[YOUR INSTRUCTIONS]: Would you restate the entries below word for word, starting at the first line and ending with the one that has "Deserialize, Serialize, ToSchema)]"?

[Dataset entries]
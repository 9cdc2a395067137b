//! Participant profile models.

use serde::{Deserialize, Serialize};
use utoipa::ToSchema;

use crate::error::{AppError, AppResult};

/// Profile fields supplied with an upload (multipart `userInfo` JSON).
///
/// Accepts both camelCase and snake_case keys.
#[derive(Debug, Clone, Default, Deserialize, Serialize, ToSchema)]
#[serde(rename_all = "camelCase")]
pub struct UserInfo {
    #[serde(default, alias = "dealership_name")]
    pub dealership_name: Option<String>,
    #[serde(default, alias = "sap_code")]
    pub sap_code: Option<String>,
    #[serde(default, alias = "mobile_number")]
    pub mobile_number: Option<String>,
}

/// Normalized profile ready to be upserted.
#[derive(Debug, Clone, PartialEq, Eq)]
pub struct UserProfile {
    pub sap_code: String,
    pub dealership_name: Option<String>,
    pub mobile_number: Option<String>,
}

impl UserInfo {
    /// Trim fields and drop blanks. Returns `None` when no SAP code is present,
    /// meaning the upload stays anonymous.
    pub fn into_profile(self) -> AppResult<Option<UserProfile>> {
        let Some(sap_code) = clean(self.sap_code) else {
            return Ok(None);
        };

        if sap_code.len() > 64 {
            return Err(AppError::InvalidInput(
                "sapCode must be at most 64 characters".to_string(),
            ));
        }

        let mobile_number = clean(self.mobile_number);
        if let Some(ref mobile) = mobile_number {
            let valid = mobile.len() <= 32
                && mobile
                    .chars()
                    .all(|c| c.is_ascii_digit() || matches!(c, '+' | '-' | ' '));
            if !valid {
                return Err(AppError::InvalidInput(format!(
                    "Invalid mobile number '{}'",
                    mobile
                )));
            }
        }

        Ok(Some(UserProfile {
            sap_code,
            dealership_name: clean(self.dealership_name),
            mobile_number,
        }))
    }
}

fn clean(value: Option<String>) -> Option<String> {
    value
        .map(|v| v.trim().to_string())
        .filter(|v| !v.is_empty())
}
//! Database operations for contest submissions.

use chrono::{DateTime, Utc};
use sea_orm::sea_query::OnConflict;
use sea_orm::{ColumnTrait, EntityTrait, PaginatorTrait, QueryFilter, QueryOrder, QuerySelect, Set};
use uuid::Uuid;

use crate::entity::contest_submission::{self, ActiveModel, Entity as ContestSubmission};
use crate::error::{AppError, AppResult};
use crate::models::SubmissionStatus;

use super::DbPool;

/// Fields written on every submit.
#[derive(Debug, Clone)]
pub struct NewSubmission {
    pub user_id: Uuid,
    pub storefront_design_id: Uuid,
    pub interior_design_id: Uuid,
    pub dealership_name: Option<String>,
    pub sap_code: Option<String>,
    pub mobile_number: Option<String>,
    pub submission_id: String,
    pub submitted_at: DateTime<Utc>,
}

impl DbPool {
    /// Insert the user's submission, or overwrite the existing one in place.
    ///
    /// `user_id` is unique, so concurrent submits for the same user serialize
    /// at the database and the last write wins.
    pub async fn upsert_submission(
        &self,
        new: NewSubmission,
    ) -> AppResult<contest_submission::Model> {
        let user_id = new.user_id;

        let model = ActiveModel {
            id: Set(Uuid::now_v7()),
            user_id: Set(new.user_id),
            storefront_design_id: Set(new.storefront_design_id),
            interior_design_id: Set(new.interior_design_id),
            dealership_name: Set(new.dealership_name),
            sap_code: Set(new.sap_code),
            mobile_number: Set(new.mobile_number),
            submission_id: Set(new.submission_id),
            status: Set(SubmissionStatus::Submitted.as_str().to_string()),
            submitted_at: Set(new.submitted_at),
        };

        ContestSubmission::insert(model)
            .on_conflict(
                OnConflict::column(contest_submission::Column::UserId)
                    .update_columns([
                        contest_submission::Column::StorefrontDesignId,
                        contest_submission::Column::InteriorDesignId,
                        contest_submission::Column::DealershipName,
                        contest_submission::Column::SapCode,
                        contest_submission::Column::MobileNumber,
                        contest_submission::Column::SubmissionId,
                        contest_submission::Column::Status,
                        contest_submission::Column::SubmittedAt,
                    ])
                    .to_owned(),
            )
            .exec_without_returning(self.connection())
            .await?;

        self.get_submission_for_user(user_id)
            .await?
            .ok_or_else(|| AppError::Database("Failed to fetch upserted submission".to_string()))
    }

    /// The user's live submission, if any.
    pub async fn get_submission_for_user(
        &self,
        user_id: Uuid,
    ) -> AppResult<Option<contest_submission::Model>> {
        ContestSubmission::find()
            .filter(contest_submission::Column::UserId.eq(user_id))
            .one(self.connection())
            .await
            .map_err(|e| AppError::Database(format!("Failed to get submission: {}", e)))
    }

    /// The user's submission, only if it holds exactly this pair.
    pub async fn find_submission_for_pair(
        &self,
        user_id: Uuid,
        storefront_design_id: Uuid,
        interior_design_id: Uuid,
    ) -> AppResult<Option<contest_submission::Model>> {
        ContestSubmission::find()
            .filter(contest_submission::Column::UserId.eq(user_id))
            .filter(contest_submission::Column::StorefrontDesignId.eq(storefront_design_id))
            .filter(contest_submission::Column::InteriorDesignId.eq(interior_design_id))
            .one(self.connection())
            .await
            .map_err(|e| AppError::Database(format!("Failed to check submission: {}", e)))
    }

    /// Look up a submission by its public code.
    pub async fn get_submission_by_code(
        &self,
        code: &str,
    ) -> AppResult<Option<contest_submission::Model>> {
        ContestSubmission::find()
            .filter(contest_submission::Column::SubmissionId.eq(code))
            .one(self.connection())
            .await
            .map_err(|e| AppError::Database(format!("Failed to get submission: {}", e)))
    }

    /// Most recent submissions with the given status.
    pub async fn list_submissions(
        &self,
        status: &str,
        limit: u64,
    ) -> AppResult<Vec<contest_submission::Model>> {
        ContestSubmission::find()
            .filter(contest_submission::Column::Status.eq(status))
            .order_by_desc(contest_submission::Column::SubmittedAt)
            .limit(limit)
            .all(self.connection())
            .await
            .map_err(|e| AppError::Database(format!("Failed to list submissions: {}", e)))
    }

    /// Count submission rows for a user (0 or 1).
    pub async fn count_submissions_for_user(&self, user_id: Uuid) -> AppResult<u64> {
        ContestSubmission::find()
            .filter(contest_submission::Column::UserId.eq(user_id))
            .count(self.connection())
            .await
            .map_err(|e| AppError::Database(format!("Failed to count submissions: {}", e)))
    }
}
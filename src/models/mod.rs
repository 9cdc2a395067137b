//! Domain models and API DTOs.

use serde::{Deserialize, Serialize};

pub mod design;
pub mod design_type;
pub mod share;
pub mod submission;
pub mod upload;
pub mod user;

// Re-export commonly used types
pub use design::{
    DesignDetail, DesignGroup, DesignListQuery, DesignStats, DesignSummary, DesignTypeCount,
    GenerateRequest, GenerateResponse, GenerateSingleRequest, GenerationStatus,
    OptionalOwnerQuery, SelectDesignRequest, SelectDesignResponse,
};
pub use design_type::{DesignType, ProcessingStatus, SubmissionStatus, UploadType};
pub use share::{
    ContestEntryView, Participant, PlatformCount, ShareContent, ShareLeaderboard,
    ShareLeaderboardEntry, ShareLeaderboardQuery, ShareRequest, ShareResponse, ShareStats,
    SharingUrls, UserShare, UserSharesQuery,
};
pub use submission::{
    CheckSubmissionQuery, ExistingSubmission, LeaderboardEntry, LeaderboardQuery,
    LeaderboardResponse, SubmissionResponse, SubmitRequest, SubmittedDesign,
};
pub use upload::{OwnerQuery, UploadResponse, UploadSummary};
pub use user::{UserInfo, UserProfile};

/// Success envelope shared by every endpoint: `{success, message?, data}`.
#[derive(Debug, Clone, Serialize, Deserialize)]
pub struct ApiResponse<T> {
    pub success: bool,
    #[serde(default, skip_serializing_if = "Option::is_none")]
    pub message: Option<String>,
    pub data: T,
}

impl<T> ApiResponse<T> {
    pub fn ok(data: T) -> Self {
        Self {
            success: true,
            message: None,
            data,
        }
    }

    pub fn with_message(message: impl Into<String>, data: T) -> Self {
        Self {
            success: true,
            message: Some(message.into()),
            data,
        }
    }
}
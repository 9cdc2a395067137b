//! Design gallery API handlers.

use actix_web::{HttpResponse, web};
use uuid::Uuid;

use crate::db::DbPool;
use crate::error::AppResult;
use crate::models::{
    ApiResponse, DesignDetail, DesignGroup, DesignListQuery, DesignStats, OwnerQuery,
    SelectDesignRequest, SelectDesignResponse,
};
use crate::services::{Orchestrator, gallery};

/// List a user's designs grouped by upload.
#[utoipa::path(
    get,
    path = "/api/designs/{userId}",
    tag = "Designs",
    params(
        ("userId" = Uuid, Path, description = "Participant id"),
        DesignListQuery,
    ),
    responses(
        (status = 200, description = "Designs grouped by upload", body = Vec<DesignGroup>),
        (status = 400, description = "Invalid filter", body = crate::error::ErrorResponse),
    )
)]
pub async fn list_designs(
    pool: web::Data<DbPool>,
    path: web::Path<Uuid>,
    query: web::Query<DesignListQuery>,
) -> AppResult<HttpResponse> {
    let groups = gallery::list_designs(&pool, path.into_inner(), &query).await?;
    Ok(HttpResponse::Ok().json(ApiResponse::ok(groups)))
}

/// Get one of the user's designs with its original photo.
#[utoipa::path(
    get,
    path = "/api/designs/detail/{designId}",
    tag = "Designs",
    params(
        ("designId" = Uuid, Path, description = "Design id"),
        OwnerQuery,
    ),
    responses(
        (status = 200, description = "Design detail", body = DesignDetail),
        (status = 404, description = "Design not found for this user", body = crate::error::ErrorResponse),
    )
)]
pub async fn design_detail(
    pool: web::Data<DbPool>,
    path: web::Path<Uuid>,
    query: web::Query<OwnerQuery>,
) -> AppResult<HttpResponse> {
    let detail = gallery::design_detail(&pool, path.into_inner(), query.user_id).await?;
    Ok(HttpResponse::Ok().json(ApiResponse::ok(detail)))
}

/// Upload and design totals for a user.
#[utoipa::path(
    get,
    path = "/api/designs/stats/{userId}",
    tag = "Designs",
    params(("userId" = Uuid, Path, description = "Participant id")),
    responses(
        (status = 200, description = "Design statistics", body = DesignStats),
    )
)]
pub async fn design_stats(
    pool: web::Data<DbPool>,
    path: web::Path<Uuid>,
) -> AppResult<HttpResponse> {
    let stats = gallery::design_stats(&pool, path.into_inner()).await?;
    Ok(HttpResponse::Ok().json(ApiResponse::ok(stats)))
}

/// Mark one of the user's designs as selected.
///
/// Selection is kept by the client; the server verifies ownership only.
#[utoipa::path(
    put,
    path = "/api/designs/{designId}/select",
    tag = "Designs",
    params(("designId" = Uuid, Path, description = "Design id")),
    request_body = SelectDesignRequest,
    responses(
        (status = 200, description = "Selection acknowledged", body = SelectDesignResponse),
        (status = 404, description = "Design not found for this user", body = crate::error::ErrorResponse),
    )
)]
pub async fn select_design(
    pool: web::Data<DbPool>,
    path: web::Path<Uuid>,
    body: web::Json<SelectDesignRequest>,
) -> AppResult<HttpResponse> {
    let selected = gallery::select_design(&pool, path.into_inner(), body.user_id).await?;
    Ok(HttpResponse::Ok().json(ApiResponse::with_message(
        "Design selected successfully",
        selected,
    )))
}

/// Delete one of the user's designs and its file. Interior uploads and
/// designs built on a storefront design are deleted with it.
#[utoipa::path(
    delete,
    path = "/api/designs/{designId}",
    tag = "Designs",
    params(
        ("designId" = Uuid, Path, description = "Design id"),
        OwnerQuery,
    ),
    responses(
        (status = 200, description = "Design deleted"),
        (status = 404, description = "Design not found for this user", body = crate::error::ErrorResponse),
    )
)]
pub async fn delete_design(
    orchestrator: web::Data<Orchestrator>,
    path: web::Path<Uuid>,
    query: web::Query<OwnerQuery>,
) -> AppResult<HttpResponse> {
    let design_id = path.into_inner();
    let deleted_designs = orchestrator.delete_design(design_id, query.user_id).await?;
    Ok(HttpResponse::Ok().json(ApiResponse::with_message(
        "Design deleted successfully",
        serde_json::json!({ "designId": design_id, "deletedDesigns": deleted_designs }),
    )))
}

/// Configure design routes. Fixed segments are registered before `{id}`.
pub fn configure_routes(cfg: &mut web::ServiceConfig) {
    cfg.service(web::resource("/designs/detail/{design_id}").route(web::get().to(design_detail)))
        .service(web::resource("/designs/stats/{user_id}").route(web::get().to(design_stats)))
        .service(
            web::resource("/designs/interior/{design_id}/select")
                .route(web::put().to(select_design)),
        )
        .service(web::resource("/designs/{design_id}/select").route(web::put().to(select_design)))
        // GET takes a user id, DELETE a design id
        .service(
            web::resource("/designs/{id}")
                .route(web::get().to(list_designs))
                .route(web::delete().to(delete_design)),
        );
}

[TASK ANSWER]:
repository 9cdc2a395067137b
//! Participant profile models.

use serde::{Deserialize, Serialize};
use utoipa::ToSchema;

use crate::error::{AppError, AppResult};

/// Profile fields supplied with an upload (multipart `userInfo` JSON).
///
/// Accepts both camelCase and snake_case keys.
#[derive(Debug, Clone, Default, Deserialize, Serialize, ToSchema)]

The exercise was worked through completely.